Film Review: New World

Death of a crimelord leads to gang war, egged on by corrupt cops. Ambitious Korean thriller draws from many gangster flicks.

Reverse-engineered from several gangster classics, New World is like the knockoff shades and counterfeit wristwatches its antihero complains about: flashy but ultimately cheap. Broad in scope and with an appealing cast, the film details a crime war marked by informants, corrupt cops, and a pointlessly convoluted plot that leads to the most obvious conclusions possible. Genre fans will be let down by New World's uninspired storyline and lack of action.

Take the tone and premise of Johnnie To's Election films, add in characters and at times entire scenes from Andrew Lau's Infernal Affairs trilogy, wrap them up in Godfather excess, and you have the basic template for New World. Three Korean gangs have assembled under the Goldmoon Corporation umbrella. When its chairman is killed, gang leaders scramble to replace him.

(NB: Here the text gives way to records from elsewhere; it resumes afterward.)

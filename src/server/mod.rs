//! REST surface
//!
//! Routes:
//! - `GET /health`
//! - `POST /upload-medicine-photo/` (multipart, field `file`)
//! - `POST /get_item_info` (JSON lookup request)

pub mod error;
pub mod handlers;

use crate::core::pipeline::RelayPipeline;
use axum::{
    extract::DefaultBodyLimit,
    routing::{get, post},
    Router,
};
use handlers::{get_item_info, health, upload_medicine_photo};
use std::sync::Arc;
use tower_http::trace::TraceLayer;

#[derive(Clone)]
pub struct AppState {
    pub pipeline: Arc<RelayPipeline>,
}

/// Create REST API router
pub fn create_router(pipeline: Arc<RelayPipeline>, max_upload_bytes: usize) -> Router {
    let state = AppState { pipeline };

    Router::new()
        .route("/health", get(health))
        .route("/upload-medicine-photo/", post(upload_medicine_photo))
        .route("/get_item_info", post(get_item_info))
        .with_state(state)
        .layer(DefaultBodyLimit::max(max_upload_bytes))
        .layer(TraceLayer::new_for_http())
}
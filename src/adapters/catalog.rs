use crate::domain::model::{CatalogLookupRequest, CatalogResponse};
use crate::domain::ports::CatalogClient;
use crate::utils::error::{RelayError, Result, Upstream};
use async_trait::async_trait;
use reqwest::Client;
use std::time::Duration;

/// data.go.kr 醫藥品目錄 API
#[derive(Debug, Clone)]
pub struct HttpCatalogClient {
    client: Client,
    endpoint: String,
}

impl HttpCatalogClient {
    pub fn new(endpoint: impl Into<String>, timeout: Duration) -> Result<Self> {
        let client = Client::builder()
            .timeout(timeout)
            .build()
            .map_err(|e| RelayError::ConfigError {
                message: format!("failed to build catalog HTTP client: {}", e),
            })?;

        Ok(Self {
            client,
            endpoint: endpoint.into(),
        })
    }
}

#[async_trait]
impl CatalogClient for HttpCatalogClient {
    async fn fetch(&self, request: &CatalogLookupRequest) -> Result<CatalogResponse> {
        tracing::debug!(
            "Catalog request to {} for item {:?} (page {}, rows {})",
            self.endpoint,
            request.item_name,
            request.page_number,
            request.num_of_rows
        );

        let response = self
            .client
            .get(&self.endpoint)
            .query(&request.query_params())
            .send()
            .await
            .map_err(|e| RelayError::unavailable(Upstream::Catalog, e))?;

        let status = response.status().as_u16();
        let body = response
            .bytes()
            .await
            .map_err(|e| RelayError::unavailable(Upstream::Catalog, e))?;

        tracing::debug!("Catalog response status: {} ({} bytes)", status, body.len());

        Ok(CatalogResponse {
            status,
            body: body.to_vec(),
        })
    }
}
// Adapters layer: concrete implementations for external systems (staging storage, recognition, catalog).

pub mod catalog;
pub mod recognition;
pub mod storage;

pub use catalog::HttpCatalogClient;
pub use recognition::{HttpRecognitionClient, StaticRecognitionClient};
pub use storage::LocalStorage;
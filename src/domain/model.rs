use crate::utils::error::Result;
use crate::utils::validation::{validate_non_empty_string, validate_positive_number, Validate};
use serde::{Deserialize, Serialize};
use std::path::PathBuf;

fn default_page() -> u32 {
    1
}

fn default_format() -> String {
    "xml".to_string()
}

/// 醫藥品資訊查詢參數
#[derive(Debug, Clone, PartialEq, Eq, Serialize, Deserialize)]
pub struct CatalogLookupRequest {
    pub api_key: String,
    pub item_name: String,
    #[serde(default = "default_page")]
    pub page_number: u32,
    #[serde(default = "default_page")]
    pub num_of_rows: u32,
    #[serde(default = "default_format", alias = "response_type")]
    pub response_format: String,
}

impl CatalogLookupRequest {
    /// Request for the first record matching `item_name`, as XML.
    pub fn new(api_key: impl Into<String>, item_name: impl Into<String>) -> Self {
        Self {
            api_key: api_key.into(),
            item_name: item_name.into(),
            page_number: default_page(),
            num_of_rows: default_page(),
            response_format: default_format(),
        }
    }

    /// Query string sent to the catalog service.
    pub fn query_params(&self) -> Vec<(&'static str, String)> {
        vec![
            ("serviceKey", self.api_key.clone()),
            ("itemName", self.item_name.clone()),
            ("pageNo", self.page_number.to_string()),
            ("numOfRows", self.num_of_rows.to_string()),
            ("type", self.response_format.clone()),
        ]
    }
}

impl Validate for CatalogLookupRequest {
    fn validate(&self) -> Result<()> {
        validate_non_empty_string("api_key", &self.api_key)?;
        validate_non_empty_string("item_name", &self.item_name)?;
        validate_positive_number("page_number", self.page_number, 1)?;
        validate_positive_number("num_of_rows", self.num_of_rows, 1)?;
        validate_non_empty_string("response_format", &self.response_format)?;
        Ok(())
    }
}

/// First record of a catalog response.
///
/// Only produced when at least one of the two document references is
/// present.
#[derive(Debug, Clone, Default, PartialEq, Eq, Serialize, Deserialize)]
pub struct CatalogItem {
    #[serde(rename = "pdf_viewer_url")]
    pub viewer_reference: Option<String>,
    #[serde(rename = "pdf_download_url")]
    pub download_reference: Option<String>,
    pub item_name: Option<String>,
    pub company_name: Option<String>,
}

/// Raw catalog reply before the status check.
#[derive(Debug, Clone)]
pub struct CatalogResponse {
    pub status: u16,
    pub body: Vec<u8>,
}

impl CatalogResponse {
    pub fn text(&self) -> String {
        String::from_utf8_lossy(&self.body).into_owned()
    }
}

/// An upload written to the staging directory.
#[derive(Debug, Clone, PartialEq, Eq)]
pub struct StagedFile {
    pub original_name: String,
    pub path: PathBuf,
}
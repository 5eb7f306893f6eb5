pub mod adapters;
pub mod app;
pub mod config;
pub mod core;
pub mod domain;
pub mod server;
pub mod utils;

pub use adapters::{HttpCatalogClient, HttpRecognitionClient, LocalStorage, StaticRecognitionClient};
pub use config::{CliConfig, RelayConfig};
pub use core::parser::parse_catalog_response;
pub use core::pipeline::RelayPipeline;
pub use domain::model::{CatalogItem, CatalogLookupRequest};
pub use utils::error::{RelayError, Result};
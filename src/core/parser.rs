//! Catalog response parsing.
//!
//! The DUR product list service answers with
//! `<response><header/><body><items><item>...</item></items></body></response>`.
//! Only the first `<item>` is used; any later records are ignored.

use crate::domain::model::CatalogItem;
use crate::utils::error::{RelayError, Result, Upstream};
use quick_xml::events::Event;
use quick_xml::Reader;
use tracing::debug;

const ITEM_TAG: &[u8] = b"item";

#[derive(Debug, Clone, Copy, PartialEq, Eq)]
enum Field {
    DocId,
    InsertFile,
    ItemName,
    EntpName,
}

impl Field {
    fn from_tag(name: &[u8]) -> Option<Self> {
        match name {
            b"NB_DOC_ID" => Some(Field::DocId),
            b"INSERT_FILE" => Some(Field::InsertFile),
            b"ITEM_NAME" => Some(Field::ItemName),
            b"ENTP_NAME" => Some(Field::EntpName),
            _ => None,
        }
    }

    fn index(self) -> usize {
        self as usize
    }
}

/// Values of the first record. A slot is `seen` once its first occurrence closes,
/// so a repeated child never overwrites it.
#[derive(Default)]
struct RecordFields {
    values: [Option<String>; 4],
    seen: [bool; 4],
}

impl RecordFields {
    fn is_seen(&self, field: Field) -> bool {
        self.seen[field.index()]
    }

    fn set(&mut self, field: Field, text: &str) {
        let i = field.index();
        if self.seen[i] {
            return;
        }
        self.seen[i] = true;
        let text = text.trim();
        if !text.is_empty() {
            self.values[i] = Some(text.to_string());
        }
    }

    fn take(&mut self, field: Field) -> Option<String> {
        self.values[field.index()].take()
    }
}

/// Text capture for a known child of the first item. Text after a nested
/// element opens is not part of the value.
struct Capture {
    field: Field,
    depth: usize,
    text: String,
    sealed: bool,
}

fn malformed(message: impl Into<String>) -> RelayError {
    RelayError::MalformedResponse {
        service: Upstream::Catalog,
        message: message.into(),
    }
}

/// 解析 catalog XML，回傳第一筆 item
pub fn parse_catalog_response(xml: &[u8]) -> Result<CatalogItem> {
    let mut reader = Reader::from_reader(xml);
    reader.config_mut().trim_text(true);

    let mut buf = Vec::new();
    let mut depth: usize = 0;
    let mut root_seen = false;
    let mut items_seen: usize = 0;
    let mut item_depth: Option<usize> = None;
    let mut item_done = false;
    let mut capture: Option<Capture> = None;
    let mut fields = RecordFields::default();

    loop {
        match reader.read_event_into(&mut buf) {
            Ok(Event::Start(ref e)) => {
                if depth == 0 {
                    if root_seen {
                        return Err(malformed("junk after document element"));
                    }
                    root_seen = true;
                }
                depth += 1;

                if let Some(c) = capture.as_mut() {
                    c.sealed = true;
                }

                let name = e.name();
                if name.as_ref() == ITEM_TAG {
                    items_seen += 1;
                    if item_depth.is_none() && !item_done {
                        item_depth = Some(depth);
                    }
                } else if capture.is_none() && item_depth == Some(depth - 1) {
                    if let Some(field) = Field::from_tag(name.as_ref()) {
                        if !fields.is_seen(field) {
                            capture = Some(Capture {
                                field,
                                depth,
                                text: String::new(),
                                sealed: false,
                            });
                        }
                    }
                }
            }
            Ok(Event::Empty(ref e)) => {
                if depth == 0 {
                    if root_seen {
                        return Err(malformed("junk after document element"));
                    }
                    root_seen = true;
                }

                if let Some(c) = capture.as_mut() {
                    c.sealed = true;
                }

                let name = e.name();
                if name.as_ref() == ITEM_TAG {
                    items_seen += 1;
                    if item_depth.is_none() && !item_done {
                        // <item/> 沒有任何欄位
                        item_done = true;
                    }
                } else if capture.is_none() && item_depth == Some(depth) {
                    if let Some(field) = Field::from_tag(name.as_ref()) {
                        fields.set(field, "");
                    }
                }
            }
            Ok(Event::End(_)) => {
                if depth == 0 {
                    return Err(malformed("unexpected closing tag outside root element"));
                }
                if capture.as_ref().is_some_and(|c| c.depth == depth) {
                    if let Some(c) = capture.take() {
                        fields.set(c.field, &c.text);
                    }
                }
                if item_depth == Some(depth) {
                    item_depth = None;
                    item_done = true;
                }
                depth -= 1;
            }
            Ok(Event::Text(e)) => {
                let text = e.unescape().map_err(|err| malformed(err.to_string()))?;
                if depth == 0 {
                    if !text.trim().is_empty() {
                        return Err(malformed("text outside root element"));
                    }
                } else if let Some(c) = capture.as_mut() {
                    if c.depth == depth && !c.sealed {
                        c.text.push_str(&text);
                    }
                }
            }
            Ok(Event::CData(e)) => {
                if depth == 0 {
                    return Err(malformed("CDATA outside root element"));
                }
                if let Some(c) = capture.as_mut() {
                    if c.depth == depth && !c.sealed {
                        let text = std::str::from_utf8(&e)
                            .map_err(|err| malformed(format!("invalid UTF-8 in CDATA: {}", err)))?;
                        c.text.push_str(text);
                    }
                }
            }
            Ok(Event::Eof) => break,
            Ok(_) => {}
            Err(e) => {
                return Err(malformed(format!(
                    "{} (at byte {})",
                    e,
                    reader.buffer_position()
                )));
            }
        }
        buf.clear();
    }

    if !root_seen {
        return Err(malformed("no element found"));
    }
    if depth != 0 {
        return Err(malformed(format!(
            "unexpected end of document: {} unclosed element(s)",
            depth
        )));
    }

    if items_seen == 0 {
        return Err(RelayError::NotFound("No items found".to_string()));
    }
    if items_seen > 1 {
        debug!(
            ignored = items_seen - 1,
            "Using first catalog item, ignoring the rest"
        );
    }

    let item = CatalogItem {
        viewer_reference: fields.take(Field::DocId),
        download_reference: fields.take(Field::InsertFile),
        item_name: fields.take(Field::ItemName),
        company_name: fields.take(Field::EntpName),
    };

    if item.viewer_reference.is_none() && item.download_reference.is_none() {
        return Err(RelayError::NotFound("PDF URLs not found".to_string()));
    }

    debug!(
        item_name = ?item.item_name,
        company_name = ?item.company_name,
        "Parsed catalog item"
    );

    Ok(item)
}
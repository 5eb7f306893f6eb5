use crate::core::parser::parse_catalog_response;
use crate::domain::model::{CatalogItem, CatalogLookupRequest, StagedFile};
use crate::domain::ports::{CatalogClient, RecognitionClient, Storage};
use crate::utils::error::{RelayError, Result, Upstream};
use crate::utils::validation::Validate;
use std::sync::Arc;
use tracing::{debug, info, warn};

/// Upload -> recognition -> catalog lookup.
///
/// Holds no per-request state; one instance is shared by all handlers.
pub struct RelayPipeline {
    storage: Arc<dyn Storage>,
    recognizer: Arc<dyn RecognitionClient>,
    catalog: Arc<dyn CatalogClient>,
    api_key: String,
    keep_staged_files: bool,
}

impl RelayPipeline {
    pub fn new(
        storage: Arc<dyn Storage>,
        recognizer: Arc<dyn RecognitionClient>,
        catalog: Arc<dyn CatalogClient>,
        api_key: impl Into<String>,
    ) -> Self {
        Self {
            storage,
            recognizer,
            catalog,
            api_key: api_key.into(),
            keep_staged_files: true,
        }
    }

    pub fn with_keep_staged_files(mut self, keep: bool) -> Self {
        self.keep_staged_files = keep;
        self
    }

    /// Catalog call followed by parsing. A non-200 reply is never parsed.
    pub async fn lookup(&self, request: &CatalogLookupRequest) -> Result<CatalogItem> {
        request.validate()?;

        let response = self.catalog.fetch(request).await?;
        if response.status != 200 {
            warn!(
                status = response.status,
                "Catalog request failed for {:?}", request.item_name
            );
            return Err(RelayError::UpstreamBadStatus {
                service: Upstream::Catalog,
                status: response.status,
                body: response.text(),
            });
        }

        parse_catalog_response(&response.body)
    }

    /// 處理上傳的藥品照片
    pub async fn identify_upload(&self, file_name: &str, data: &[u8]) -> Result<CatalogItem> {
        let staged = self.storage.stage(file_name, data).await?;
        debug!("Saved upload to {}", staged.path.display());

        let result = self.identify_staged(&staged).await;

        if !self.keep_staged_files {
            if let Err(e) = self.storage.discard(&staged).await {
                warn!("Failed to remove staged file {}: {}", staged.path.display(), e);
            }
        }

        result
    }

    async fn identify_staged(&self, staged: &StagedFile) -> Result<CatalogItem> {
        let image = self.storage.read(staged).await?;
        let medicine_name = self
            .recognizer
            .identify(&staged.original_name, image)
            .await?;
        info!("Identified medicine: {}", medicine_name);

        let request = CatalogLookupRequest::new(self.api_key.clone(), medicine_name);
        self.lookup(&request).await
    }
}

Frontrunners are the icy Lee Joong-gu (Park Sung-woong) and the flamboyant Jung Chung (Hwang Jung-min). Ja-sung (Lee Jung-jae), Jung's second-in-command, is actually an undercover cop reporting to Kang Hyung-Chul (Choi Min-sik), an unscrupulous manipulator trying to take control of the upcoming gangland election.

After many years undercover, Ja-sung wants out, but Kang forces his operative into "Operation New World." Kang strikes a secret deal with Jung as well, placing Ja-sung in jeopardy and causing the death of his police contact Sin-woo (Song Ji-hyo). In an additional twist, Kang orders Ja-sung to support dark horse Jang Su-ki (Choi Il-Hwa) for head of the gangs.

Will Ja-sung betray his close friend Jung? Will roving assassins get to his pregnant girlfriend? Will Jung learn that his buddy is a cop? The answers aren't as interesting as writer-director Park Hoon-jung hopes, no matter how many better works he cites.

New World has some of the moves of the films it borrows from. Gangsters preen in fitted suits, splurge in restaurants, throw elaborate funerals. Grungy cops suffer through stakeouts, meet snitches in crypts, ponder their alienation over cigarettes and liquor.

What's missing? To's black humor and exceptional grasp of gangland life, Lau's clockwork precision, Coppola's overwhelming emotions. Individual scenes in New World are sometimes striking, but on the whole the film doesn't make much sense. Real-life crooks can't be this simple or they'd all be dead.

Lee's Ja-sung character knows how to suffer silently, but his part grows tedious over time. Choi, best known for his eating-a-live-octopus turn in Oldboy, adds some grizzled texture to his cop, but the role makes few demands on the actor. The most entertaining work comes from Hwang, who throws himself into his tasteless, garish, endearing crook.

There's nothing wrong with reworking films like Election and Infernal Affairs. Scorsese won an Oscar for The Departed, his version of the latter. Sadly, Park doesn't bring anything new to the genre, apart from a lot more crane shots and one too many stoic grimaces.